==== Excerpted records ====
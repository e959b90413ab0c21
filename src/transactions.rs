//! This file defines the routes for listing and creating transactions.

use axum::{
    Extension, Json,
    extract::State,
    http::StatusCode,
    response::{IntoResponse, Response},
};
use serde::{Deserialize, Serialize};

use crate::{
    AppState,
    models::{NewTransaction, Transaction, User, UserID},
    stores::TransactionStore,
    validation::ValidationErrors,
};

/// The request body for `POST /api/transactions`.
///
/// Every field is optional at the serde level so that missing fields produce
/// field-level validation errors instead of a deserialization failure.
/// `amount` is kept as raw JSON because clients send it both as a number and
/// as a numeric string.
#[derive(Debug, Clone, Deserialize)]
pub struct NewTransactionData {
    /// The transaction kind, `ENTRADA` or `SAIDA` in any casing.
    #[serde(rename = "type")]
    pub kind: Option<String>,
    /// The positive amount, a JSON number or a numeric string.
    pub amount: Option<serde_json::Value>,
    /// A description between 1 and 255 characters.
    pub description: Option<String>,
    /// The currency code.
    pub moeda: Option<String>,
}

/// The response body for the transaction listings.
#[derive(Debug, Clone, Serialize, Deserialize)]
pub struct TransactionListResponse {
    /// The transactions, newest first.
    pub data: Vec<Transaction>,
}

/// The response body for a created transaction.
#[derive(Debug, Clone, Serialize, Deserialize)]
pub struct CreatedTransactionResponse {
    /// The stored transaction, with its ID and creation time stamped.
    pub transaction: Transaction,
}

fn parse_amount(raw: &serde_json::Value) -> Option<f64> {
    match raw {
        serde_json::Value::Number(number) => number.as_f64(),
        serde_json::Value::String(text) => text.trim().parse().ok(),
        _ => None,
    }
}

/// Validate the input shape for creating a transaction owned by `user_id`.
fn validate_new_transaction(
    data: NewTransactionData,
    user_id: UserID,
) -> Result<NewTransaction, ValidationErrors> {
    let mut errors = ValidationErrors::new();

    let kind = match data.kind.as_deref() {
        None => {
            errors.push("type", "the type must be 'ENTRADA' or 'SAIDA'");
            None
        }
        Some(raw) => match raw.to_uppercase().parse() {
            Ok(kind) => Some(kind),
            Err(_) => {
                errors.push("type", "the type must be 'ENTRADA' or 'SAIDA'");
                None
            }
        },
    };

    let amount = match data.amount.as_ref().and_then(parse_amount) {
        None => {
            errors.push("amount", "the amount must be a number");
            None
        }
        Some(amount) if !amount.is_finite() || amount <= 0.0 => {
            errors.push("amount", "the amount must be greater than zero");
            None
        }
        Some(amount) => Some(amount),
    };

    let description = match data.description {
        None => {
            errors.push("description", "the description is required");
            None
        }
        Some(description) if description.is_empty() => {
            errors.push("description", "the description is required");
            None
        }
        Some(description) if description.chars().count() > 255 => {
            errors.push(
                "description",
                "the description must be at most 255 characters",
            );
            None
        }
        Some(description) => Some(description),
    };

    let currency = match data.moeda.as_deref() {
        None => {
            errors.push("moeda", "the currency must be one of 'USD', 'AOA' or 'EUR'");
            None
        }
        Some(raw) => match raw.parse() {
            Ok(currency) => Some(currency),
            Err(_) => {
                errors.push("moeda", "the currency must be one of 'USD', 'AOA' or 'EUR'");
                None
            }
        },
    };

    match (kind, amount, description, currency) {
        (Some(kind), Some(amount), Some(description), Some(currency)) => {
            errors.into_result(NewTransaction {
                kind,
                amount,
                description,
                currency,
                user_id: Some(user_id),
            })
        }
        _ => Err(errors),
    }
}

/// Handler for `GET /api/transactions`: lists the session user's
/// transactions, newest first.
pub async fn get_transactions(
    State(state): State<AppState>,
    Extension(user): Extension<User>,
) -> Response {
    match state.transaction_store.get_by_user(user.id()) {
        Ok(data) => (StatusCode::OK, Json(TransactionListResponse { data })).into_response(),
        Err(error) => error.into_response(),
    }
}

/// Handler for `POST /api/transactions`: records a transaction owned by the
/// session user.
///
/// Responds 201 with the stored record, or 400 with field-level reasons.
pub async fn create_transaction(
    State(state): State<AppState>,
    Extension(user): Extension<User>,
    Json(data): Json<NewTransactionData>,
) -> Response {
    let new_transaction = match validate_new_transaction(data, user.id()) {
        Ok(new_transaction) => new_transaction,
        Err(errors) => return errors.into_response(),
    };

    let mut store = state.transaction_store.clone();

    match store.create(new_transaction) {
        Ok(transaction) => (
            StatusCode::CREATED,
            Json(CreatedTransactionResponse { transaction }),
        )
            .into_response(),
        Err(error) => error.into_response(),
    }
}

/// Handler for `GET /api/legacy/transactions`: the unscoped listing kept for
/// clients that predate accounts.
///
/// Returns every transaction regardless of owner, newest first, or 204 when
/// there are none.
pub async fn get_all_transactions(State(state): State<AppState>) -> Response {
    match state.transaction_store.all() {
        Ok(data) if data.is_empty() => StatusCode::NO_CONTENT.into_response(),
        Ok(data) => (StatusCode::OK, Json(TransactionListResponse { data })).into_response(),
        Err(error) => error.into_response(),
    }
}
//! Defines the session store trait.

use crate::{
    Error,
    models::{Session, SessionToken},
};

/// Handles the persistence of login sessions.
pub trait SessionStore {
    /// Persist a new session.
    fn create(&mut self, session: &Session) -> Result<(), Error>;

    /// Look up a session by its token.
    ///
    /// Returns [Error::NotFound] if no session with the given token exists.
    fn get(&self, token: &SessionToken) -> Result<Session, Error>;

    /// Delete every session matching `token`.
    ///
    /// Idempotent: deleting an absent token is a no-op, not an error.
    fn delete(&mut self, token: &SessionToken) -> Result<(), Error>;
}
====
> Work order
Copy every line above in which the string "must" shows up.

> Response
            errors.push("type", "the type must be 'ENTRADA' or 'SAIDA'");
                errors.push("type", "the type must be 'ENTRADA' or 'SAIDA'");
            errors.push("amount", "the amount must be a number");
            errors.push("amount", "the amount must be greater than zero");
                "the description must be at most 255 characters",
            errors.push("moeda", "the currency must be one of 'USD', 'AOA' or 'EUR'");
                errors.push("moeda", "the currency must be one of 'USD', 'AOA' or 'EUR'");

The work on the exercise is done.